Um es kurz festzuhalten: die Ablehnung von BLW basiert ausschließlich auf einem Artikel von Hilbig, Alexy und Kersting "Beikost: Breimahlzeiten oder Finger Food" und in der Monatsschrift Kinderheilkunde erschien. Es werden folgende Gründe gegen das BLW angeführt:
- Fehlende Allergie-/Zöliakieprävention wegen zu spätem Beikoststart
- Aspirationsgefahr
- zu niedrige Energiezufuhr und Risiken für einen Nährstoffmangel
Ich habe mir diesen Artikel genauer angesehen und war doch sehr überrascht. Schauen wir uns die Punkte und vor allem ihre Begründung doch mal im Einzelnen an:
Fehlende Allergie-/Zöliakieprävention

Fragt man sich, warum diese Empfehlung eigentlich geändert wurde, würde man doch eigentlich vermuten, dass die Wissenschaft durch Studien zu der Erkenntnis gelangt ist, dass die frühere Einführung Allergien wirksamer verhindert, als ein Beikoststart erst nach 6 Monaten. Das ist aber gar nicht der Fall - tatsächlich erwiesen ist nach wir vor nur, dass vor allem das Stillen eine protektive Wirkung bei der Allergievermeidung hat. Leider wird in Deutschland nur sehr kurz gestillt - mit 4 Monaten werden noch etwa 60 % der Kinder gestillt, bis zum Alter von 6 Monaten sinkt die Quote auf 40-50 %. Also hat man einfach den Beginn der Beikosteinführung nach vorne gezogen, damit möglichst beides noch zusammenfällt. Das wird auch hier vom Ministerium für Ernährung und Landwirtschaft bestätigt:
"Neuere Daten [...] ergaben, dass im 6. Monat nur noch 52% der Kinder gestillt werden. [...] Würde eine Einführung der Beikost erst ab Beginn des 7. Monats empfohlen, müssten demzufolge knapp die Hälfte der [...] Säuglinge die Zeit bis zum empfohlenen Beikoststart mit Säuglingsmilchnahrung „überbrücken“. Die oben angeführte risikomindernde Maßnahme würde diese Kinder nicht erreichen".

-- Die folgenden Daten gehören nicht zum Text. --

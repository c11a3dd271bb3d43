mod api;
mod cli;
mod config;
mod db;
mod error;
mod models;
mod schema;
mod server;
mod ui;

use std::io;
use std::sync::Arc;

use anyhow::Result;
use clap::Parser;
use crossterm::{
    event::{DisableMouseCapture, EnableMouseCapture},
    execute,
    terminal::{self, EnterAlternateScreen, LeaveAlternateScreen},
};
use tracing_subscriber::EnvFilter;
use tui::{
    backend::{Backend, CrosstermBackend},
    Terminal,
};

use crate::api::GraphqlClient;
use crate::cli::{Cli, Command};
use crate::config::Config;
use crate::db::{MemoryStore, Store};
use crate::ui::{
    cache::{cached_clients, cached_projects, QueryCache},
    client_wizard::{render_client_wizard, handle_input as handle_client_wizard_input, ClientWizardAction, ClientWizardState},
    clients::{render_clients, handle_input as handle_clients_input, ClientAction, ClientsState},
    project_view::{render_project_view, handle_input as handle_project_view_input, ProjectViewAction, ProjectViewState},
    project_wizard::{render_project_wizard, handle_input as handle_project_wizard_input, ProjectWizardAction, ProjectWizardState, WizardMode},
    projects::{render_projects, handle_input as handle_projects_input, ProjectAction, ProjectsState},
    read_key, render_alert, Remote, INCOMPLETE_FORM,
};

// Represents the current screen in the app
enum AppScreen {
    Clients,
    ClientWizard,
    Projects,
    ProjectWizard,
    ProjectView(String), // Contains project_id
}

// Main application state
struct AppState {
    api: GraphqlClient,
    cache: QueryCache,
    screen: AppScreen,
    alert: Option<String>,
    clients_state: Option<ClientsState>,
    client_wizard_state: Option<ClientWizardState>,
    projects_state: Option<ProjectsState>,
    project_wizard_state: Option<ProjectWizardState>,
    project_view_state: Option<ProjectViewState>,
}

impl AppState {
    fn new(api: GraphqlClient) -> Self {
        Self {
            api,
            cache: QueryCache::new(),
            screen: AppScreen::Clients,
            alert: None,
            clients_state: Some(ClientsState::new(Remote::Loading)),
            client_wizard_state: None,
            projects_state: None,
            project_wizard_state: None,
            project_view_state: None,
        }
    }

    fn show_clients(&mut self) {
        self.clients_state = Some(ClientsState::new(Remote::Loading));
        self.screen = AppScreen::Clients;
    }

    fn show_projects(&mut self) {
        self.projects_state = Some(ProjectsState::new(Remote::Loading));
        self.screen = AppScreen::Projects;
    }

    fn show_project(&mut self, project_id: String) {
        self.project_view_state = Some(ProjectViewState::new(Remote::Loading));
        self.screen = AppScreen::ProjectView(project_id);
    }
}

#[tokio::main]
async fn main() -> Result<()> {
    let cli = Cli::parse();
    let config = config::init()?;

    match cli.command {
        Command::Serve { in_memory, port } => {
            init_tracing();
            run_server(&config, in_memory, port.unwrap_or(config.port)).await
        }
        Command::Ui { api_url } => {
            let api = GraphqlClient::new(api_url.unwrap_or(config.api_url));
            run_ui(api).await
        }
    }
}

fn init_tracing() {
    let filter = EnvFilter::try_from_default_env().unwrap_or_else(|_| EnvFilter::new("info"));
    tracing_subscriber::fmt().with_env_filter(filter).init();
}

async fn run_server(config: &Config, in_memory: bool, port: u16) -> Result<()> {
    let store: Arc<dyn Store> = if in_memory {
        tracing::warn!("using in-memory store; records are lost on shutdown");
        Arc::new(MemoryStore::new())
    } else {
        let db = db::init(config.database_url()?).await?;
        tracing::info!("database connection established");
        Arc::new(db)
    };

    server::serve(schema::build_schema(store), port, config.graphiql_enabled()).await
}

async fn run_ui(api: GraphqlClient) -> Result<()> {
    // Setup terminal
    terminal::enable_raw_mode()?;
    let mut stdout = io::stdout();
    execute!(stdout, EnterAlternateScreen, EnableMouseCapture)?;
    let backend = CrosstermBackend::new(stdout);
    let mut terminal = Terminal::new(backend)?;

    let endpoint = api.url().to_string();
    let mut app_state = AppState::new(api);

    // Run the main app loop
    let result = run_app(&mut terminal, &mut app_state).await;

    // Restore terminal
    terminal::disable_raw_mode()?;
    execute!(
        terminal.backend_mut(),
        LeaveAlternateScreen,
        DisableMouseCapture
    )?;
    terminal.show_cursor()?;

    // Show any error message
    if let Err(err) = result {
        println!("Error: {}", err);
    }

    println!("Disconnected from {}", endpoint);

    Ok(())
}

async fn run_app<B: Backend>(terminal: &mut Terminal<B>, app_state: &mut AppState) -> Result<()> {
    loop {
        // Render current screen
        terminal.draw(|f| {
            match app_state.screen {
                AppScreen::Clients => {
                    if let Some(state) = &mut app_state.clients_state {
                        render_clients(f, state);
                    }
                }
                AppScreen::ClientWizard => {
                    if let Some(state) = &mut app_state.client_wizard_state {
                        render_client_wizard(f, state);
                    }
                }
                AppScreen::Projects => {
                    if let Some(state) = &mut app_state.projects_state {
                        render_projects(f, state);
                    }
                }
                AppScreen::ProjectWizard => {
                    if let Some(state) = &app_state.project_wizard_state {
                        render_project_wizard(f, state);
                    }
                }
                AppScreen::ProjectView(_) => {
                    if let Some(state) = &app_state.project_view_state {
                        render_project_view(f, state);
                    }
                }
            }

            if let Some(message) = &app_state.alert {
                render_alert(f, message);
            }
        })?;

        // Fetch whatever the screen just drawn as loading is waiting on
        if load_pending(app_state).await {
            continue;
        }

        if app_state.alert.is_some() {
            if read_key()?.is_some() {
                app_state.alert = None;
            }
            continue;
        }

        // Handle input for current screen
        let should_quit = match app_state.screen {
            AppScreen::Clients => handle_clients_screen(app_state).await?,
            AppScreen::ClientWizard => handle_client_wizard_screen(app_state).await?,
            AppScreen::Projects => handle_projects_screen(app_state).await?,
            AppScreen::ProjectWizard => handle_project_wizard_screen(app_state).await?,
            AppScreen::ProjectView(_) => handle_project_view_screen(app_state).await?,
        };

        if should_quit {
            break;
        }
    }

    Ok(())
}

/// Replace a loading screen state with fetched data; false when nothing was pending
async fn load_pending(app_state: &mut AppState) -> bool {
    match &app_state.screen {
        AppScreen::Clients
            if app_state.clients_state.as_ref().is_some_and(ClientsState::is_loading) =>
        {
            let clients = cached_clients(&app_state.api, &mut app_state.cache).await;
            app_state.clients_state = Some(ClientsState::new(clients));
        }
        AppScreen::Projects
            if app_state.projects_state.as_ref().is_some_and(ProjectsState::is_loading) =>
        {
            let projects = cached_projects(&app_state.api, &mut app_state.cache).await;
            app_state.projects_state = Some(ProjectsState::new(projects));
        }
        AppScreen::ProjectWizard
            if app_state
                .project_wizard_state
                .as_ref()
                .is_some_and(ProjectWizardState::is_loading) =>
        {
            let clients = cached_clients(&app_state.api, &mut app_state.cache).await;
            app_state.project_wizard_state = Some(ProjectWizardState::new(clients));
        }
        AppScreen::ProjectView(project_id)
            if app_state
                .project_view_state
                .as_ref()
                .is_some_and(ProjectViewState::is_loading) =>
        {
            let project = Remote::from_result(app_state.api.project(project_id).await);
            app_state.project_view_state = Some(ProjectViewState::new(project));
        }
        _ => return false,
    }

    true
}

async fn handle_clients_screen(app_state: &mut AppState) -> Result<bool> {
    let Some(state) = &mut app_state.clients_state else {
        return Ok(false);
    };

    match handle_clients_input(state)? {
        Some(ClientAction::Quit) => {
            return Ok(true);
        }
        Some(ClientAction::ShowProjects) => {
            app_state.show_projects();
        }
        Some(ClientAction::NewClient) => {
            app_state.client_wizard_state = Some(ClientWizardState::new());
            app_state.screen = AppScreen::ClientWizard;
        }
        Some(ClientAction::DeleteClient(client_id)) => {
            match app_state.api.delete_client(&client_id).await {
                Ok(_) => {
                    // The server removed the client's projects too
                    app_state.cache.remove_client(&client_id);
                    app_state.show_clients();
                }
                Err(err) => app_state.alert = Some(err.to_string()),
            }
        }
        None => {}
    }

    Ok(false)
}

async fn handle_client_wizard_screen(app_state: &mut AppState) -> Result<bool> {
    let Some(state) = &mut app_state.client_wizard_state else {
        return Ok(false);
    };

    match handle_client_wizard_input(state)? {
        Some(ClientWizardAction::Cancel) => {
            app_state.show_clients();
        }
        Some(ClientWizardAction::Incomplete) => {
            app_state.alert = Some(INCOMPLETE_FORM.to_string());
        }
        Some(ClientWizardAction::Save(input)) => {
            match app_state.api.add_client(&input).await {
                Ok(client) => {
                    app_state.cache.append_client(client);
                    app_state.show_clients();
                }
                Err(err) => app_state.alert = Some(err.to_string()),
            }
        }
        None => {}
    }

    Ok(false)
}

async fn handle_projects_screen(app_state: &mut AppState) -> Result<bool> {
    let Some(state) = &mut app_state.projects_state else {
        return Ok(false);
    };

    match handle_projects_input(state)? {
        Some(ProjectAction::Quit) => {
            return Ok(true);
        }
        Some(ProjectAction::ShowClients) => {
            app_state.show_clients();
        }
        Some(ProjectAction::NewProject) => {
            // The client selector is filled in by the next load
            app_state.project_wizard_state = Some(ProjectWizardState::new(Remote::Loading));
            app_state.screen = AppScreen::ProjectWizard;
        }
        Some(ProjectAction::SelectProject(project_id)) => {
            app_state.show_project(project_id);
        }
        None => {}
    }

    Ok(false)
}

async fn handle_project_wizard_screen(app_state: &mut AppState) -> Result<bool> {
    let Some(state) = &mut app_state.project_wizard_state else {
        return Ok(false);
    };

    let editing = match &state.mode {
        WizardMode::Edit { id } => Some(id.clone()),
        WizardMode::Create => None,
    };

    match handle_project_wizard_input(state)? {
        Some(ProjectWizardAction::Cancel) => match editing {
            Some(project_id) => app_state.show_project(project_id),
            None => app_state.show_projects(),
        },
        Some(ProjectWizardAction::Incomplete) => {
            app_state.alert = Some(INCOMPLETE_FORM.to_string());
        }
        Some(ProjectWizardAction::Create(input)) => {
            match app_state.api.add_project(&input).await {
                Ok(project) => {
                    app_state.cache.append_project(project);
                    app_state.show_projects();
                }
                Err(err) => app_state.alert = Some(err.to_string()),
            }
        }
        Some(ProjectWizardAction::Update(changes)) => {
            match app_state.api.update_project(&changes).await {
                Ok(updated) => {
                    if let Some(project) = &updated {
                        app_state.cache.replace_project(project.clone());
                    }
                    app_state.project_view_state =
                        Some(ProjectViewState::new(Remote::Ready(updated)));
                    app_state.screen = AppScreen::ProjectView(changes.id);
                }
                Err(err) => app_state.alert = Some(err.to_string()),
            }
        }
        None => {}
    }

    Ok(false)
}

async fn handle_project_view_screen(app_state: &mut AppState) -> Result<bool> {
    let Some(state) = &mut app_state.project_view_state else {
        return Ok(false);
    };

    match handle_project_view_input(state)? {
        Some(ProjectViewAction::Back) => {
            app_state.show_projects();
        }
        Some(ProjectViewAction::EditProject(project)) => {
            app_state.project_wizard_state = Some(ProjectWizardState::from_existing(&project));
            app_state.screen = AppScreen::ProjectWizard;
        }
        Some(ProjectViewAction::DeleteProject(project_id)) => {
            match app_state.api.delete_project(&project_id).await {
                Ok(_) => {
                    app_state.cache.remove_project(&project_id);
                    app_state.show_projects();
                }
                Err(err) => app_state.alert = Some(err.to_string()),
            }
        }
        None => {}
    }

    Ok(false)
}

Bei der Allergieprävention kommt es also nicht auf den Zeitpunkt der Beikosteinführung an, sondern darauf, dass gleichzeitig noch gestillt wird. Denn die Muttermilch schützt vor Allergien - im 5. Monat genau so, wie im 8. Monat. Daher ist die (ohnehin nur) vermeintliche spätere Einführung von Beikost durch das BLW im Grunde gar kein Problem - so lange dabei noch gestillt wird (was bei BLW ja üblicherweise der Fall ist).
Ein Sonderfall ist jedoch Gluten. Aktuell hat eine Untersuchung niederländischer Forscher ergeben, dass der Erstkontakt für die Zöliakieprävention entscheidend ist. Dieser sollte zwischen dem 5. und 7. Lebensmonat erfolgen. Nun - das "Problem" lässt sich ja nun wirklich unkompliziert lösen. Wenn ein 5-monatiges Baby einmalig an einem Brötchen lutscht, hat man im Grunde schon alles getan, was für die Vorbeugung einer Zöliakie erforderlich ist.
Verwirrt hat mich außerdem die Annahme, dass BLW-Kinder automatisch viel später Beikost bekommen. Wie heißt es so schön im DGKJ-Papier?
"Hilbig und Mitarbeiter folgern, dass eine konsequente Verfolgung der Selbstfütterung von Beikost mit der Hand zu einer nicht erwünschten verzögerten Einführung erst im Laufe des 2. Lebenshalbjahres führte".
Ein Baby ist jedoch schon mit 3 bis 4 Monaten - rein körperlich - in der Lage, Nahrung zu greifen, zum Mund zu führen und darauf rumzulutschen. Eine Befragung in meinem Lieblingsforum ergab, dass die Babys mit etwa 6 Monaten in der Lage waren, stückige Nahrung zu halten und das auch taten.
Außerdem wird beim BLW - ebenso, wie bei der "normalen" Beikosteinführung - auf die Signale des Babys geachtet. Der Zeitpunkt der Beikostreife ist vom Fütterungsverfahren völlig unabhängig. Es gibt Babys, die wollen im ganzen ersten Lebensjahr nichts anderes als Milch. Es gibt Babys, die können rein gar nichts Stückiges essen und würgen bis ins zweite Lebensjahr. Und es gibt Babys, die hassen Brei und essen nur Fingerfood. All das kann man als Elternteil überhaupt nicht beeinflussen - alle diese Kinder werden essen, was sie möchten, wenn der Zeitpunkt gekommen ist - und nicht, weil ich es innerhalb irgendwelcher bestimmten Zeiträume anbiete.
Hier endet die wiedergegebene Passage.